━━━ Data to use ━━━

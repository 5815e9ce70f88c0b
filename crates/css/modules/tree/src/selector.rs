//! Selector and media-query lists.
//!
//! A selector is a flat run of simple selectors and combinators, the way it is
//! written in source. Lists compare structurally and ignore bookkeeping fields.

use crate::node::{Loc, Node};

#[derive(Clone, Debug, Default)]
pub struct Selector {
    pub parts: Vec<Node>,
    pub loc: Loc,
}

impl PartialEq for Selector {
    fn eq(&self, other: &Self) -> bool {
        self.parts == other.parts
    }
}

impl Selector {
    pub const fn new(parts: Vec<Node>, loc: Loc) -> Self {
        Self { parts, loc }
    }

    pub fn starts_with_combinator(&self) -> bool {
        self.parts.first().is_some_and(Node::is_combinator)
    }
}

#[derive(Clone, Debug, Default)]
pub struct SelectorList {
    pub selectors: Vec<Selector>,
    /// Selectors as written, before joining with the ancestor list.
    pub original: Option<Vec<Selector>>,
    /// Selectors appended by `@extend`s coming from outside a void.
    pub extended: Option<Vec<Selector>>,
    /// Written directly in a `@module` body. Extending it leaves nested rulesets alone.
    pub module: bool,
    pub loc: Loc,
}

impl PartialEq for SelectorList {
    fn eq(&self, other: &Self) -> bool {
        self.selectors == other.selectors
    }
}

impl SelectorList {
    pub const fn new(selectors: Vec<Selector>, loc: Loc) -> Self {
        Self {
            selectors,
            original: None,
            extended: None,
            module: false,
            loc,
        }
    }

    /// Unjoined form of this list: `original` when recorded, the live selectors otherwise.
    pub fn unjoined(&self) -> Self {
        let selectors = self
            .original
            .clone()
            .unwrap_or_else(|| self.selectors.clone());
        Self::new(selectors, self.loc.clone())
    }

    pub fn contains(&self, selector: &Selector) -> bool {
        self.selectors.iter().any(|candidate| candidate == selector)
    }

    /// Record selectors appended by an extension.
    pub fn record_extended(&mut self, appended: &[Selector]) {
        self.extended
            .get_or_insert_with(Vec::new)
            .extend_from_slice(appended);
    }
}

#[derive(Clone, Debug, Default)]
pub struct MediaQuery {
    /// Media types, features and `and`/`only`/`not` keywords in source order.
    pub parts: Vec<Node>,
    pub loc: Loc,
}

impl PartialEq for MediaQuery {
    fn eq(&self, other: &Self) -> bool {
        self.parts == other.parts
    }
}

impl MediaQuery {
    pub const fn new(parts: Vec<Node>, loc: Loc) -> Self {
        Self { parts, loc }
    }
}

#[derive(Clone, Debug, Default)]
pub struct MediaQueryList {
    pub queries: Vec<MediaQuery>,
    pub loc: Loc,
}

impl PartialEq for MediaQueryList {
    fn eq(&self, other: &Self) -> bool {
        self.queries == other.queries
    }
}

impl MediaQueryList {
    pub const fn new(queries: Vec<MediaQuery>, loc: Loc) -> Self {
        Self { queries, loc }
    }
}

━━━
━━━ Data to use ━━━

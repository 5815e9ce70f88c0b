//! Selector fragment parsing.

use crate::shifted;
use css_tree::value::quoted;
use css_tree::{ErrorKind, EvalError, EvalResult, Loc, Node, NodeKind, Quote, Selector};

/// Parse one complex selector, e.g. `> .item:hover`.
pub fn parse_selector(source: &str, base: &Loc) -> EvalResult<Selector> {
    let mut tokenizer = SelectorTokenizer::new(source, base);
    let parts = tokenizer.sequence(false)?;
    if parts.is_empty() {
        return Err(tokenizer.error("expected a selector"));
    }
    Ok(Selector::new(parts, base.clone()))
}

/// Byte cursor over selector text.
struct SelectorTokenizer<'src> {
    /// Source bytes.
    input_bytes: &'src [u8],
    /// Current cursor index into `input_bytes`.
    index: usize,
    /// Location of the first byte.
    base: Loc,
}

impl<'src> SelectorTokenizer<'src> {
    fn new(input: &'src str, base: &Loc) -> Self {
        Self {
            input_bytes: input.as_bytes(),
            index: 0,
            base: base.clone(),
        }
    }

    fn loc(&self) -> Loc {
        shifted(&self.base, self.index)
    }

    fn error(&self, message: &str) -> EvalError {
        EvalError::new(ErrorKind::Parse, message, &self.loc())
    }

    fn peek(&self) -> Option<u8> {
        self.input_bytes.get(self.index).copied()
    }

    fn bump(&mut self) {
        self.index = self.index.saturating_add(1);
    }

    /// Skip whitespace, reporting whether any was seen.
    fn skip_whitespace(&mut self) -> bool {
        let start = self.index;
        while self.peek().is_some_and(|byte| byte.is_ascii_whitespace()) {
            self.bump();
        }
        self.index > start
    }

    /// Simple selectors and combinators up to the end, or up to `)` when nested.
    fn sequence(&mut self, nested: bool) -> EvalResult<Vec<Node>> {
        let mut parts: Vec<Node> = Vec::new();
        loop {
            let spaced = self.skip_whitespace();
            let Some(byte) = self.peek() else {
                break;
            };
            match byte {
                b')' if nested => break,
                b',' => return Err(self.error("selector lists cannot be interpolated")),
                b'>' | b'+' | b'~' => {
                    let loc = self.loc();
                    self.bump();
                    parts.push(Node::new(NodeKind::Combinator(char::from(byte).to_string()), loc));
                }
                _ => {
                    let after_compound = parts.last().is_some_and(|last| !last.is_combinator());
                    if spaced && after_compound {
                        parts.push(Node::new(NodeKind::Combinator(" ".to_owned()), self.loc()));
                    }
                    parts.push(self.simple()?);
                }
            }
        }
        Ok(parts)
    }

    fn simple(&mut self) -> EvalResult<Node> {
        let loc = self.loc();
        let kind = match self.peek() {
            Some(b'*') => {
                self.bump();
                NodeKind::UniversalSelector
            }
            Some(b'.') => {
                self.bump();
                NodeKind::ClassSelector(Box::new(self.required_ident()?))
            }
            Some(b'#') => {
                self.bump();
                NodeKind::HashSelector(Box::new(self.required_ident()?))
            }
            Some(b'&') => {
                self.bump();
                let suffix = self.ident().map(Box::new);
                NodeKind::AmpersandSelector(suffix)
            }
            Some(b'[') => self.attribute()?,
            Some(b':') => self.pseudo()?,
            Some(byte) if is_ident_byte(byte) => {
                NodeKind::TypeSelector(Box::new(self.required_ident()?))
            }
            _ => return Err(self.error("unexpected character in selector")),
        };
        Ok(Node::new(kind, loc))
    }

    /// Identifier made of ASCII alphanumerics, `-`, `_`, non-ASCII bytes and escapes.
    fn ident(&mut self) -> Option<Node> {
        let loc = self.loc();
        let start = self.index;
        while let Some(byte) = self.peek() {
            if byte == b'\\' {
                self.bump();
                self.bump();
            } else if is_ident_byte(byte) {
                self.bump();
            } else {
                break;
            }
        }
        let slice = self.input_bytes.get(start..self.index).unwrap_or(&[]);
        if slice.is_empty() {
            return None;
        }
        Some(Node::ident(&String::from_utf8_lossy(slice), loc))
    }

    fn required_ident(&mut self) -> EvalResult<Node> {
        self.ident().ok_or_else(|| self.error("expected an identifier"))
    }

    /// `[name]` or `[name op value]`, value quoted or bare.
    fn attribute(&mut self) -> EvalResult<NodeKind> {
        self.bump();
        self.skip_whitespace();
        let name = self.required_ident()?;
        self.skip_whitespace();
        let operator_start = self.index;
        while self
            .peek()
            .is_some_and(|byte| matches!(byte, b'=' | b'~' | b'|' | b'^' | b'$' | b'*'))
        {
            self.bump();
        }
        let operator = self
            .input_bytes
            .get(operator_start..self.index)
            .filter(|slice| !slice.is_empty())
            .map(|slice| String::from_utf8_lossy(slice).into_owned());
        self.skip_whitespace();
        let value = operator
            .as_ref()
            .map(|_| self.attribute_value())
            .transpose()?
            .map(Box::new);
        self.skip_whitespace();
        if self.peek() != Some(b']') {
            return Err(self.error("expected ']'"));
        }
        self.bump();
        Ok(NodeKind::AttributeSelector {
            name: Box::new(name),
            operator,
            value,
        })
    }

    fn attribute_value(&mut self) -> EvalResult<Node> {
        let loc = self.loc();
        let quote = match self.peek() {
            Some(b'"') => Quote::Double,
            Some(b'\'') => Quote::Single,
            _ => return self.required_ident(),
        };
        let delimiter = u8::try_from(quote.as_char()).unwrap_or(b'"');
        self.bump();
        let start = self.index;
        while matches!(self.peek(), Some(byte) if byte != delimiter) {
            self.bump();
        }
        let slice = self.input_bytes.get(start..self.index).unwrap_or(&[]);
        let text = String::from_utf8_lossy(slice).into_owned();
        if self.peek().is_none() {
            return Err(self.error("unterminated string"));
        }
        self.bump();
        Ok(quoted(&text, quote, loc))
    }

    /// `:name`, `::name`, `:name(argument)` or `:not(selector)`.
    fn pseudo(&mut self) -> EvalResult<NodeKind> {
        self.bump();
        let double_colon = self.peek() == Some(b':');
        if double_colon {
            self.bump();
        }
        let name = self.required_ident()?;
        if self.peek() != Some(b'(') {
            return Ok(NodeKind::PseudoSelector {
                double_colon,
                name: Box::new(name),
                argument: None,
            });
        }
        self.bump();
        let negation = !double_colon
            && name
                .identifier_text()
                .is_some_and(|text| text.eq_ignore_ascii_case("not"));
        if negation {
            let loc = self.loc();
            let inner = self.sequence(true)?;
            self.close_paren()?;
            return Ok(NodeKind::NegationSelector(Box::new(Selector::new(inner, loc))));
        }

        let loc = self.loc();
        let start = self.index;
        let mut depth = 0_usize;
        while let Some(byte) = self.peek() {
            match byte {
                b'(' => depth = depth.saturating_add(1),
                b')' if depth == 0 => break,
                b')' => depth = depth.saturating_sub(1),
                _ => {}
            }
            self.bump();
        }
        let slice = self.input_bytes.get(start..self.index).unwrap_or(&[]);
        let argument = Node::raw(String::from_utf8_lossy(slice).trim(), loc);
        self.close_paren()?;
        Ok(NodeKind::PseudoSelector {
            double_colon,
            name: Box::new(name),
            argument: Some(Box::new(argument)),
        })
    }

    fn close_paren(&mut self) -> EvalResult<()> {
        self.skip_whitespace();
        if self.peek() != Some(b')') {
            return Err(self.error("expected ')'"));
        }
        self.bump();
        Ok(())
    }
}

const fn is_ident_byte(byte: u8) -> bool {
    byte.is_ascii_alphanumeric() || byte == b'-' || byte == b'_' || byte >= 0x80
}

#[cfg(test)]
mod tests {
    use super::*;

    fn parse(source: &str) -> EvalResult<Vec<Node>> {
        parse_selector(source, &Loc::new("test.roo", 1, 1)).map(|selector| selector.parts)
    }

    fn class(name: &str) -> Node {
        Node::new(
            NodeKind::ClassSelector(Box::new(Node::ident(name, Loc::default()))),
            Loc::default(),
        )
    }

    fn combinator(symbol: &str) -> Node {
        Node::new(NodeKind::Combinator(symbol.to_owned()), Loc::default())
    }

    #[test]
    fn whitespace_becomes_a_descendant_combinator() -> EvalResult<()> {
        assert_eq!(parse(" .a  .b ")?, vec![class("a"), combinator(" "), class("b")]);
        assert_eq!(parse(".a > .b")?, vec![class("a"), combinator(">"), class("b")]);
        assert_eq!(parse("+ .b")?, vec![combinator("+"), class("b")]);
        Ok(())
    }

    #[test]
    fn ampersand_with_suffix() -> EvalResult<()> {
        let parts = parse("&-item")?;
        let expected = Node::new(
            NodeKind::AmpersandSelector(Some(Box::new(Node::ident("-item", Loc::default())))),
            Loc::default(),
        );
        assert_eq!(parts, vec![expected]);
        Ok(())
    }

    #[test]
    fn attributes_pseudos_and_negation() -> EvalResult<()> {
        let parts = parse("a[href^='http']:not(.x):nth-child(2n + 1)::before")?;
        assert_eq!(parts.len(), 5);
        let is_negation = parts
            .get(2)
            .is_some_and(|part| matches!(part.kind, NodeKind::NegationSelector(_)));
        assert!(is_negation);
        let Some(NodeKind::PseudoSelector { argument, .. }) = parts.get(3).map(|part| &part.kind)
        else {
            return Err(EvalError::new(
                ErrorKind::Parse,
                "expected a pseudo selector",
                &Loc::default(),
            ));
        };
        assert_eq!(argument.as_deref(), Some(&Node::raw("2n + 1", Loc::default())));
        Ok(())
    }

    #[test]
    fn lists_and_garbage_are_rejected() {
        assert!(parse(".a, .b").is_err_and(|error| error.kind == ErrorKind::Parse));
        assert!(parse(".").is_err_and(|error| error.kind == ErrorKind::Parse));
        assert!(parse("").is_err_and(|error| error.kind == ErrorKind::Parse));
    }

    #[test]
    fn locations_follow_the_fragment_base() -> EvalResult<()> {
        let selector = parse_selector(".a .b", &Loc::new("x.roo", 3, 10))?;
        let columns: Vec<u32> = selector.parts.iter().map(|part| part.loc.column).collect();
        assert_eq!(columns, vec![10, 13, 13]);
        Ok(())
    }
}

━━━
━━━ Data to use ━━━

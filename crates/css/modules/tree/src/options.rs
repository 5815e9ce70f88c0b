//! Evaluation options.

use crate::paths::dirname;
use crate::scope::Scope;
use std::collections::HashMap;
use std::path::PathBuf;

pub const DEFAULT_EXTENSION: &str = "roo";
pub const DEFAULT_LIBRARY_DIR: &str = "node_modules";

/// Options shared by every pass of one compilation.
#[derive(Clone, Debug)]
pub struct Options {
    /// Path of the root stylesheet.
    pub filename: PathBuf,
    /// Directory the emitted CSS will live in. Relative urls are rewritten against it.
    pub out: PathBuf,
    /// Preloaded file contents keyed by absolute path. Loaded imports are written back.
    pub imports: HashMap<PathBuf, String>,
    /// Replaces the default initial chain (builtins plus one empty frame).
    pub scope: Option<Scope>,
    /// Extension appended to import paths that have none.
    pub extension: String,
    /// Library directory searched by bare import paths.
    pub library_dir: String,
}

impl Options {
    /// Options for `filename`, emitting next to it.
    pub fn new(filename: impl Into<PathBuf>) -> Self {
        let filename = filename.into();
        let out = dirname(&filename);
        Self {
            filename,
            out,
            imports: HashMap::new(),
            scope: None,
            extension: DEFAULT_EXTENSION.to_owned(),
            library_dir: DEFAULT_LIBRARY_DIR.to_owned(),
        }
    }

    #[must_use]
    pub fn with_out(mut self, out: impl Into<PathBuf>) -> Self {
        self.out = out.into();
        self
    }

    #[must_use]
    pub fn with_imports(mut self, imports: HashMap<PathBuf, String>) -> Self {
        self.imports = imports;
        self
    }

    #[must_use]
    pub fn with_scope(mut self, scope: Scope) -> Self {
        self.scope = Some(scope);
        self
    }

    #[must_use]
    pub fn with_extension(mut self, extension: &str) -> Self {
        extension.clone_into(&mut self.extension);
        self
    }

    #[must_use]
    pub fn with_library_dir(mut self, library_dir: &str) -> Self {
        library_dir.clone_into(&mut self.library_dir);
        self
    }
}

━━━

## [Problem requirements]
Your answer must be the lines above from the one containing "const fn is_ident_byte(byte: u8)" to the one containing "fn parse(source: &str)", both included, restated word for word.

## [Result below]
const fn is_ident_byte(byte: u8) -> bool {
    byte.is_ascii_alphanumeric() || byte == b'-' || byte == b'_' || byte >= 0x80
}

#[cfg(test)]
mod tests {
    use super::*;

    fn parse(source: &str) -> EvalResult<Vec<Node>> {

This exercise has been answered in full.